Puño de oro es una elegía a un boxeador peruano, negro, que se vuelve ciego; iba a pelear en el Madison Square Garden a pesar de saber que quedaría ciego. Las coplas a fray Martín están dedicadas a Martín de Porres, un santo negro que nació en Lima, y Las coplas a Pancho Graña, a un médico que poseyó el corazón de mi ciudad mientras vivió. Quizá un día sí, fue compuesta para la boda de mi hija y después fue integrada a otra obra de teatro que escribí.

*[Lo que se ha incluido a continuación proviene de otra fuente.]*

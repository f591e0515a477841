//! CLI for aggbench.
//!
//! This crate provides the `aggbench` command: `run` benchmarks a pipeline
//! and records every run, `charts` renders the stored medians as an HTML
//! bar chart, and `report` writes them as JSON and markdown.

#![warn(missing_docs, rust_2018_idioms)]
#![deny(unsafe_code)]

pub mod logging;
pub mod settings;

use aggbench_adapters::{AggregationTarget, ConnectionParams, MongoTarget, Pipeline, PipelineSource};
use aggbench_benchmarks::{chart, io as report_io, markdown, RunContext, RunCount, Runner};
use aggbench_storage::SampleStore;
use anyhow::Context;
use clap::{Args, Parser, Subcommand};
use colored::Colorize;
use indicatif::{ProgressBar, ProgressStyle};
use std::io::IsTerminal;
use std::path::PathBuf;
use tracing::{info, warn};

use crate::logging::LogFormat;
use crate::settings::Settings;

/// Aggregation pipeline benchmark CLI.
#[derive(Parser, Debug)]
#[command(name = "aggbench")]
#[command(author, version, about, long_about = None)]
pub struct Cli {
    /// Configuration file (defaults to ./aggbench.toml if present).
    #[arg(long, global = true)]
    pub config: Option<PathBuf>,

    /// SQLite database holding the samples.
    #[arg(long, global = true)]
    pub database_path: Option<PathBuf>,

    /// Increase log verbosity (-v debug, -vv trace).
    #[arg(short, long, global = true, action = clap::ArgAction::Count)]
    pub verbose: u8,

    /// Log output format.
    #[arg(long, global = true, value_enum, default_value_t = LogFormat::Text)]
    pub log_format: LogFormat,

    /// Subcommand to run.
    #[command(subcommand)]
    pub command: Commands,
}

/// Available CLI commands.
#[derive(Subcommand, Debug)]
pub enum Commands {
    /// Benchmark an aggregation pipeline and store one sample per run.
    Run(RunArgs),

    /// Render stored median durations as an HTML bar chart.
    #[command(alias = "generateCharts")]
    Charts {
        /// Output file (defaults to the configured chart path).
        #[arg(short, long)]
        output: Option<PathBuf>,
    },

    /// Write stored median durations as JSON and markdown.
    Report {
        /// Output directory (defaults to the configured report directory).
        #[arg(short, long)]
        output_dir: Option<PathBuf>,
    },
}

/// Arguments of the `run` command.
#[derive(Args, Debug)]
pub struct RunArgs {
    /// MongoDB connection string.
    #[arg(long, env = "AGGBENCH_URI")]
    pub uri: Option<String>,

    /// Database name.
    #[arg(long, env = "AGGBENCH_DATABASE")]
    pub database: Option<String>,

    /// Collection name.
    #[arg(long, env = "AGGBENCH_COLLECTION")]
    pub collection: Option<String>,

    /// Number of runs; values below 1 fall back to 1.
    #[arg(short = 'n', long = "runs", allow_hyphen_values = true)]
    pub runs: Option<String>,

    /// Read the pipeline from a file.
    #[arg(long, conflicts_with = "clipboard")]
    pub pipeline: Option<PathBuf>,

    /// Read the pipeline from the system clipboard.
    #[arg(long)]
    pub clipboard: bool,
}

impl RunArgs {
    /// Where the pipeline text comes from; stdin unless a flag says otherwise.
    pub fn pipeline_source(&self) -> PipelineSource {
        match (&self.pipeline, self.clipboard) {
            (Some(path), _) => PipelineSource::File(path.clone()),
            (None, true) => PipelineSource::Clipboard,
            (None, false) => PipelineSource::Stdin,
        }
    }
}

/// Parse arguments, set up logging and run the selected command.
pub async fn run() -> anyhow::Result<()> {
    let _ = dotenvy::dotenv();
    let cli = Cli::parse();
    logging::init(cli.verbose, cli.log_format);
    execute(cli).await
}

/// Run a parsed command line.
pub async fn execute(cli: Cli) -> anyhow::Result<()> {
    let mut settings = Settings::load(cli.config.as_deref()).context("failed to load configuration")?;
    if let Some(path) = cli.database_path {
        settings.database_path = path;
    }

    match cli.command {
        Commands::Run(args) => run_benchmark(args, &settings).await,
        Commands::Charts { output } => {
            let path = output.unwrap_or_else(|| settings.chart_path.clone());
            let rows = load_medians(&settings).await?;
            chart::write_chart(&rows, &path)
                .with_context(|| format!("failed to write chart to {}", path.display()))?;
            println!("{} {}", "Chart generated:".green().bold(), path.display());
            Ok(())
        }
        Commands::Report { output_dir } => {
            let dir = output_dir.unwrap_or_else(|| settings.report_dir.clone());
            let rows = load_medians(&settings).await?;
            let paths = report_io::write_report(&rows, &dir)
                .with_context(|| format!("failed to write report to {}", dir.display()))?;
            print!("{}", markdown::generate_summary(&rows));
            println!(
                "{} {} and {}",
                "Report written:".green().bold(),
                paths.medians.display(),
                paths.summary.display()
            );
            Ok(())
        }
    }
}

async fn open_store(settings: &Settings) -> anyhow::Result<SampleStore> {
    let store = SampleStore::open(&settings.database_path)
        .await
        .with_context(|| format!("failed to open {}", settings.database_path.display()))?;
    store.initialize().await.context("failed to initialize sample table")?;
    Ok(store)
}

async fn load_medians(settings: &Settings) -> anyhow::Result<Vec<aggbench_core::MedianResult>> {
    let store = open_store(settings).await?;
    let rows = store.query_median_durations().await;
    store.close().await;

    let rows = rows.context("failed to query median durations")?;
    if rows.is_empty() {
        warn!(path = %settings.database_path.display(), "No samples recorded yet");
    }
    Ok(rows)
}

async fn run_benchmark(args: RunArgs, settings: &Settings) -> anyhow::Result<()> {
    // Input problems must surface before anything is timed or stored.
    let params = ConnectionParams::new(
        args.uri.clone().unwrap_or_default(),
        args.database.clone().unwrap_or_default(),
        args.collection.clone().unwrap_or_default(),
    )?;
    let runs = match &args.runs {
        Some(text) => RunCount::parse_lenient(text),
        None => RunCount::from_requested(settings.runs),
    };

    let source = args.pipeline_source();
    if source == PipelineSource::Stdin && std::io::stdin().is_terminal() {
        eprintln!("Paste your aggregation pipeline, then press Ctrl-D:");
    }
    let text = source.read().await.context("failed to read pipeline")?;
    let pipeline = Pipeline::parse(&text).context("invalid pipeline input")?;
    println!("Processed pipeline:");
    println!("{}", pipeline.to_pretty());

    let target = MongoTarget::connect(params.clone())
        .await
        .context("invalid connection URI")?;

    let store = open_store(settings).await?;
    let outcome = benchmark(&store, &target, &params, runs, &pipeline).await;
    store.close().await;

    let summary = outcome?;
    println!();
    print!("{}", markdown::generate_run_report(&summary));
    println!(
        "{} All {} queries completed. Performance data saved to {}",
        "Done.".green().bold(),
        summary.runs(),
        settings.database_path.display()
    );
    Ok(())
}

async fn benchmark(
    store: &SampleStore,
    target: &dyn AggregationTarget,
    params: &ConnectionParams,
    runs: RunCount,
    pipeline: &Pipeline,
) -> anyhow::Result<aggbench_benchmarks::RunSummary> {
    let server_version = target
        .server_version()
        .await
        .context("failed to query server version")?;
    info!(uri = %params.uri, %server_version, "Connected");

    let progress = ProgressBar::new(u64::from(runs.get())).with_style(
        ProgressStyle::with_template("{spinner} [{bar:30}] {pos}/{len} runs ({elapsed})")?
            .progress_chars("=> "),
    );
    let context = RunContext::new(params.group_key(), server_version, runs);

    let summary = Runner::new(store, target)
        .with_progress(progress)
        .run(&context, pipeline)
        .await?;
    Ok(summary)
}
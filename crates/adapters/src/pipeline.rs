// Copyright 2025 Aggbench Contributors
// SPDX-License-Identifier: Apache-2.0

//! Aggregation pipeline parsing.
//!
//! Pipelines are accepted as strict JSON. Text copied out of a shell or a
//! driver snippet usually is not: keys are bare (`$match: {...}`) and
//! strings are single-quoted. When strict parsing fails the text is
//! normalized once and parsed again.

use once_cell::sync::Lazy;
use regex::Regex;
use serde_json::{Map, Value};
use thiserror::Error;

/// Bare object keys, including `$`-prefixed operators and dotted paths.
static BARE_KEY: Lazy<Regex> = Lazy::new(|| {
    Regex::new(r"([{,]\s*)(\$?[A-Za-z_][\w.]*)\s*:").expect("bare key pattern is valid")
});

/// Errors that can occur while obtaining or parsing a pipeline.
#[derive(Debug, Error)]
pub enum PipelineError {
    /// Source could not be read
    #[error("failed to read pipeline: {0}")]
    Read(#[from] std::io::Error),

    /// Source produced no text
    #[error("pipeline input is empty")]
    Empty,

    /// Text is not JSON, even after normalization
    #[error("invalid pipeline JSON: {0}")]
    Json(#[from] serde_json::Error),

    /// Top-level value is not an array
    #[error("pipeline must be an array of stages")]
    NotAnArray,

    /// A stage is not an object
    #[error("pipeline stage {index} is not an object")]
    StageNotObject {
        /// Zero-based stage position
        index: usize,
    },

    /// No clipboard reader for this platform
    #[error("clipboard access is not supported on {0}")]
    ClipboardUnsupported(&'static str),

    /// Clipboard command exited unsuccessfully
    #[error("clipboard command '{command}' failed: {stderr}")]
    ClipboardCommand {
        /// Command that was run
        command: String,
        /// Captured standard error
        stderr: String,
    },
}

/// Result type for pipeline operations.
pub type Result<T> = std::result::Result<T, PipelineError>;

/// A parsed, array-shaped aggregation pipeline.
#[derive(Debug, Clone, PartialEq)]
pub struct Pipeline {
    stages: Vec<Map<String, Value>>,
}

impl Pipeline {
    /// Parse pipeline text, normalizing shell-style syntax if needed.
    ///
    /// # Errors
    ///
    /// Returns an error if the text is empty, is not JSON after
    /// normalization, or is not an array of objects.
    pub fn parse(text: &str) -> Result<Self> {
        let text = text.trim();
        if text.is_empty() {
            return Err(PipelineError::Empty);
        }

        let value = match serde_json::from_str::<Value>(text) {
            Ok(value) => value,
            Err(strict_err) => {
                let normalized = normalize(text);
                tracing::debug!(%normalized, "Strict JSON parse failed, retrying normalized text");
                serde_json::from_str::<Value>(&normalized).map_err(|_| strict_err)?
            }
        };

        Self::from_value(value)
    }

    /// Build a pipeline from an already-parsed JSON value.
    ///
    /// # Errors
    ///
    /// Returns an error if `value` is not an array of objects.
    pub fn from_value(value: Value) -> Result<Self> {
        let Value::Array(items) = value else {
            return Err(PipelineError::NotAnArray);
        };

        let stages = items
            .into_iter()
            .enumerate()
            .map(|(index, item)| match item {
                Value::Object(stage) => Ok(stage),
                _ => Err(PipelineError::StageNotObject { index }),
            })
            .collect::<Result<Vec<_>>>()?;

        Ok(Self { stages })
    }

    /// Pipeline stages in order.
    pub fn stages(&self) -> &[Map<String, Value>] {
        &self.stages
    }

    /// Number of stages.
    pub fn len(&self) -> usize {
        self.stages.len()
    }

    /// Whether the pipeline has no stages.
    pub fn is_empty(&self) -> bool {
        self.stages.is_empty()
    }

    /// The pipeline as a JSON value.
    pub fn to_value(&self) -> Value {
        Value::Array(self.stages.iter().cloned().map(Value::Object).collect())
    }

    /// Indented JSON text for echoing back to the operator.
    pub fn to_pretty(&self) -> String {
        let value = self.to_value();
        serde_json::to_string_pretty(&value).unwrap_or_else(|_| value.to_string())
    }
}

/// Quote bare keys and convert single-quoted strings to double quotes.
fn normalize(text: &str) -> String {
    let double_quoted = text.replace('\'', "\"");
    BARE_KEY
        .replace_all(&double_quoted, r#"${1}"${2}":"#)
        .into_owned()
}

#[cfg(test)]
mod tests {
    use super::*;
    use serde_json::json;

    #[test]
    fn test_parse_strict_json() {
        let pipeline = Pipeline::parse(r#"[{"$match": {"status": "A"}}, {"$limit": 5}]"#).unwrap();
        assert_eq!(pipeline.len(), 2);
        assert_eq!(pipeline.stages()[1]["$limit"], json!(5));
    }

    #[test]
    fn test_parse_shell_syntax() {
        let text = "[{$match: {status: 'A'}}, {$group: {_id: '$cust_id', total: {$sum: '$amount'}}}]";
        let pipeline = Pipeline::parse(text).unwrap();

        assert_eq!(
            pipeline.to_value(),
            json!([
                {"$match": {"status": "A"}},
                {"$group": {"_id": "$cust_id", "total": {"$sum": "$amount"}}}
            ])
        );
    }

    #[test]
    fn test_parse_dotted_keys() {
        let pipeline = Pipeline::parse("[{$match: {address.city: 'Oslo'}}]").unwrap();
        assert_eq!(pipeline.stages()[0]["$match"]["address.city"], json!("Oslo"));
    }

    #[test]
    fn test_parse_rejects_non_array() {
        assert!(matches!(
            Pipeline::parse(r#"{"$match": {}}"#),
            Err(PipelineError::NotAnArray)
        ));
    }

    #[test]
    fn test_parse_rejects_non_object_stage() {
        assert!(matches!(
            Pipeline::parse(r#"[{"$match": {}}, 3]"#),
            Err(PipelineError::StageNotObject { index: 1 })
        ));
    }

    #[test]
    fn test_parse_rejects_empty_and_garbage() {
        assert!(matches!(Pipeline::parse("   "), Err(PipelineError::Empty)));
        assert!(matches!(Pipeline::parse("[{oops"), Err(PipelineError::Json(_))));
    }

    #[test]
    fn test_pretty_output_round_trips() {
        let pipeline = Pipeline::parse(r#"[{"$count": "n"}]"#).unwrap();
        assert_eq!(Pipeline::parse(&pipeline.to_pretty()).unwrap(), pipeline);
    }
}
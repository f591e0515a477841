// Copyright 2025 Aggbench Contributors
// SPDX-License-Identifier: Apache-2.0

//! The database collaborator the run loop benchmarks against.

use crate::pipeline::Pipeline;
use aggbench_core::GroupKey;
use async_trait::async_trait;
use thiserror::Error;

/// Errors raised by aggregation targets.
#[derive(Debug, Error)]
pub enum TargetError {
    /// A required connection parameter was empty
    #[error("{0} is required")]
    MissingParameter(&'static str),

    /// The driver failed to connect or run a command
    #[error("database error: {0}")]
    Driver(#[from] mongodb::error::Error),

    /// A pipeline stage is not valid extended JSON
    #[error("stage {index} is not valid extended JSON: {source}")]
    InvalidStage {
        /// 0-based stage position
        index: usize,
        /// Conversion failure
        #[source]
        source: mongodb::bson::extjson::de::Error,
    },

    /// The server's reply lacked an expected field
    #[error("unexpected server response: {0}")]
    UnexpectedResponse(String),
}

/// Result type for target operations.
pub type Result<T> = std::result::Result<T, TargetError>;

/// Connection endpoint and namespace a benchmark runs against.
#[derive(Debug, Clone, PartialEq, Eq)]
pub struct ConnectionParams {
    /// Connection string, e.g. `mongodb://localhost:27017`
    pub uri: String,
    /// Database name
    pub database: String,
    /// Collection name
    pub collection: String,
}

impl ConnectionParams {
    /// Create connection parameters, rejecting empty values.
    ///
    /// # Errors
    ///
    /// Returns [`TargetError::MissingParameter`] naming the first empty field.
    pub fn new(
        uri: impl Into<String>,
        database: impl Into<String>,
        collection: impl Into<String>,
    ) -> Result<Self> {
        let params = Self {
            uri: uri.into().trim().to_string(),
            database: database.into().trim().to_string(),
            collection: collection.into().trim().to_string(),
        };

        if params.uri.is_empty() {
            return Err(TargetError::MissingParameter("connection URI"));
        }
        if params.database.is_empty() {
            return Err(TargetError::MissingParameter("database name"));
        }
        if params.collection.is_empty() {
            return Err(TargetError::MissingParameter("collection name"));
        }
        Ok(params)
    }

    /// Group key samples against these parameters are recorded under.
    pub fn group_key(&self) -> GroupKey {
        GroupKey::new(&self.uri, &self.database, &self.collection)
    }
}

/// A database that can run an aggregation pipeline.
///
/// The run loop treats both operations as opaque: it only awaits them and
/// times `run_pipeline`.
#[cfg_attr(any(test, feature = "mock"), mockall::automock)]
#[async_trait]
pub trait AggregationTarget: Send + Sync {
    /// Version string of the server, recorded with every sample.
    async fn server_version(&self) -> Result<String>;

    /// Run the pipeline to completion and return the number of documents.
    async fn run_pipeline(&self, pipeline: &Pipeline) -> Result<u64>;
}
// Copyright 2025 Aggbench Contributors
// SPDX-License-Identifier: Apache-2.0

//! Benchmark sample and aggregation row types.

use crate::duration::format_duration;
use crate::timing::Timing;
use chrono::{DateTime, Utc};
use serde::{Deserialize, Serialize};
use std::fmt;

/// The `(target, database, collection)` tuple samples are grouped by.
#[derive(Debug, Clone, PartialEq, Eq, PartialOrd, Ord, Hash, Serialize, Deserialize)]
pub struct GroupKey {
    /// Connection endpoint identifier.
    pub target: String,
    /// Database name.
    pub database: String,
    /// Collection name.
    pub collection: String,
}

impl GroupKey {
    /// Create a new group key.
    pub fn new(
        target: impl Into<String>,
        database: impl Into<String>,
        collection: impl Into<String>,
    ) -> Self {
        Self {
            target: target.into(),
            database: database.into(),
            collection: collection.into(),
        }
    }
}

impl fmt::Display for GroupKey {
    fn fmt(&self, f: &mut fmt::Formatter<'_>) -> fmt::Result {
        write!(f, "{}/{}.{}", self.target, self.database, self.collection)
    }
}

/// Context a run is recorded under: the group key plus the server version.
#[derive(Debug, Clone, PartialEq, Eq, Serialize, Deserialize)]
pub struct SampleContext {
    /// Group the samples belong to.
    pub key: GroupKey,
    /// Version reported by the benchmarked server.
    pub server_version: String,
}

impl SampleContext {
    /// Create a new sample context.
    pub fn new(key: GroupKey, server_version: impl Into<String>) -> Self {
        Self {
            key,
            server_version: server_version.into(),
        }
    }
}

/// One measured execution of the benchmarked pipeline.
#[derive(Debug, Clone, PartialEq, Eq, Serialize, Deserialize)]
pub struct BenchmarkSample {
    /// Connection endpoint identifier.
    pub target: String,
    /// Database name.
    pub database: String,
    /// Collection name.
    pub collection: String,
    /// Wall-clock time immediately before the operation was invoked.
    pub start_time: DateTime<Utc>,
    /// Wall-clock time immediately after the operation completed.
    pub end_time: DateTime<Utc>,
    /// `end_time - start_time` in whole milliseconds.
    pub duration_ms: u64,
    /// `duration_ms` rendered as `HH:MM:SS`.
    pub duration_text: String,
    /// Server version at the time of the run.
    pub server_version: String,
}

impl BenchmarkSample {
    /// Build a sample from a completed timing under the given context.
    pub fn new(context: &SampleContext, timing: &Timing) -> Self {
        Self {
            target: context.key.target.clone(),
            database: context.key.database.clone(),
            collection: context.key.collection.clone(),
            start_time: timing.start_time,
            end_time: timing.end_time,
            duration_ms: timing.duration_ms,
            duration_text: timing.duration_text.clone(),
            server_version: context.server_version.clone(),
        }
    }

    /// The group this sample aggregates under.
    pub fn group_key(&self) -> GroupKey {
        GroupKey::new(&self.target, &self.database, &self.collection)
    }
}

/// Median duration of one sample group.
#[derive(Debug, Clone, PartialEq, Serialize, Deserialize)]
pub struct MedianResult {
    /// Connection endpoint identifier.
    pub target: String,
    /// Database name.
    pub database: String,
    /// Collection name.
    pub collection: String,
    /// Median duration in seconds.
    pub median_duration: f64,
}

impl MedianResult {
    /// The group this row describes.
    pub fn group_key(&self) -> GroupKey {
        GroupKey::new(&self.target, &self.database, &self.collection)
    }

    /// Median rendered as `HH:MM:SS`, truncated to whole seconds.
    pub fn median_duration_text(&self) -> String {
        let millis = (self.median_duration.max(0.0) * 1_000.0).floor();
        // f64 -> u64 casts saturate, so absurd values clamp instead of wrapping.
        format_duration(millis as u64)
    }
}

#[cfg(test)]
mod tests {
    use super::*;
    use chrono::TimeZone;

    fn timing(ms: u64) -> Timing {
        let start_time = Utc.with_ymd_and_hms(2025, 1, 1, 0, 0, 0).unwrap();
        Timing::from_bounds(start_time, start_time + chrono::Duration::milliseconds(ms as i64))
    }

    #[test]
    fn test_sample_from_timing() {
        let context = SampleContext::new(GroupKey::new("mongodb://a", "shop", "orders"), "7.0.2");
        let sample = BenchmarkSample::new(&context, &timing(61_500));

        assert_eq!(sample.group_key(), context.key);
        assert_eq!(sample.duration_ms, 61_500);
        assert_eq!(sample.duration_text, "00:01:01");
        assert_eq!(sample.server_version, "7.0.2");
        assert!(sample.end_time >= sample.start_time);
    }

    #[test]
    fn test_median_duration_text() {
        let row = MedianResult {
            target: "t".into(),
            database: "d".into(),
            collection: "c".into(),
            median_duration: 3_661.75,
        };
        assert_eq!(row.median_duration_text(), "01:01:01");
    }

    #[test]
    fn test_group_key_display() {
        let key = GroupKey::new("mongodb://localhost:27017", "shop", "orders");
        assert_eq!(key.to_string(), "mongodb://localhost:27017/shop.orders");
    }
}
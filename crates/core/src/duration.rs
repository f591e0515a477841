// Copyright 2025 Aggbench Contributors
// SPDX-License-Identifier: Apache-2.0

//! Elapsed-time text formatting.
//!
//! Durations are rendered as `HH:MM:SS`. Every field is zero-padded to at
//! least two digits and the hour field is never wrapped, so 100 hours
//! renders as `100:00:00`. Sub-second remainders are truncated.

use thiserror::Error;

const MILLIS_PER_SECOND: u64 = 1_000;
const SECONDS_PER_MINUTE: u64 = 60;
const SECONDS_PER_HOUR: u64 = 3_600;

/// Errors raised while formatting or parsing durations.
#[derive(Debug, Clone, PartialEq, Eq, Error)]
pub enum DurationError {
    /// Elapsed time was negative.
    #[error("elapsed time must be non-negative, got {0} ms")]
    Negative(i64),

    /// Text was not in `HH:MM:SS` form.
    #[error("malformed duration text '{0}', expected HH:MM:SS")]
    Malformed(String),

    /// Parsed value does not fit in a millisecond counter.
    #[error("duration text '{0}' overflows a millisecond count")]
    Overflow(String),
}

/// Result type for duration operations.
pub type Result<T> = std::result::Result<T, DurationError>;

/// Format a millisecond count as `HH:MM:SS`.
pub fn format_duration(ms: u64) -> String {
    let seconds = ms / MILLIS_PER_SECOND;
    let hours = seconds / SECONDS_PER_HOUR;
    let minutes = (seconds % SECONDS_PER_HOUR) / SECONDS_PER_MINUTE;
    let remaining_seconds = seconds % SECONDS_PER_MINUTE;
    format!("{hours:02}:{minutes:02}:{remaining_seconds:02}")
}

/// Format a signed millisecond count, rejecting negative values.
pub fn format_signed_millis(ms: i64) -> Result<String> {
    u64::try_from(ms)
        .map(format_duration)
        .map_err(|_| DurationError::Negative(ms))
}

/// Parse `HH:MM:SS` text back into whole milliseconds.
///
/// Minutes and seconds must be below 60; hours are unbounded. This is the
/// inverse of [`format_duration`] up to the truncated sub-second part.
pub fn parse_duration_text(text: &str) -> Result<u64> {
    let malformed = || DurationError::Malformed(text.to_string());

    let mut fields = text.trim().split(':');
    let (Some(h), Some(m), Some(s), None) =
        (fields.next(), fields.next(), fields.next(), fields.next())
    else {
        return Err(malformed());
    };

    let parse_field = |field: &str| -> Result<u64> {
        if field.len() < 2 || !field.bytes().all(|b| b.is_ascii_digit()) {
            return Err(malformed());
        }
        field
            .parse::<u64>()
            .map_err(|_| DurationError::Overflow(text.to_string()))
    };

    let hours = parse_field(h)?;
    let minutes = parse_field(m)?;
    let seconds = parse_field(s)?;
    if minutes >= SECONDS_PER_MINUTE || seconds >= SECONDS_PER_MINUTE {
        return Err(malformed());
    }

    hours
        .checked_mul(SECONDS_PER_HOUR)
        .and_then(|total| total.checked_add(minutes * SECONDS_PER_MINUTE + seconds))
        .and_then(|total| total.checked_mul(MILLIS_PER_SECOND))
        .ok_or_else(|| DurationError::Overflow(text.to_string()))
}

Hice muchas canciones así, hasta que supe que había guerrillas en el Perú y que había muerto en ellas un poeta: Javier Heraud. Tenía 19 años y cayó por culpa de todos. Porque todos lo matamos y no solo la policía: el pueblo estaba borracho porque era domingo, el sistema le fue absorbiendo el alma y por eso se fue a morir donde antes quiso. En toda su obra, él predice su muerte entre pájaros y árboles. Absurdamente, está enterrado todavía allá donde murió, en las márgenes del río Madre de Dios, en Puerto Maldonado. Desde ese momento no le he dejado de escribir. A pesar de que esté haciendo otras cosas, siempre me ha quedado aquello, que sería tan injusto callar. Y quién sabe, y la historia lo tendrá que demostrar porque, cuando los hombres de poder y de fuerza tuvieron que matar guerrilleros, se pusieron a estudiar en algo que se llama Centro de Altos Estudios Militares. Estudiaron Ciencias Políticas, Ciencias Económicas, Filosofía, Ciencias Sociales y qué sé yo cuánta cosa que no es militar para poner remedio, alguna vez, a aquello que comenzaba con una guerrilla.

El éxito me hizo adquirir una enorme humildad, y supe que cuando uno es popular no es importante. Esa es la ponderación a la que hay que llegar. El éxito me hizo ver otros sitios, otros ámbitos y conocí más a mi país. Me di cuenta de que yo había ascendido hasta el pueblo.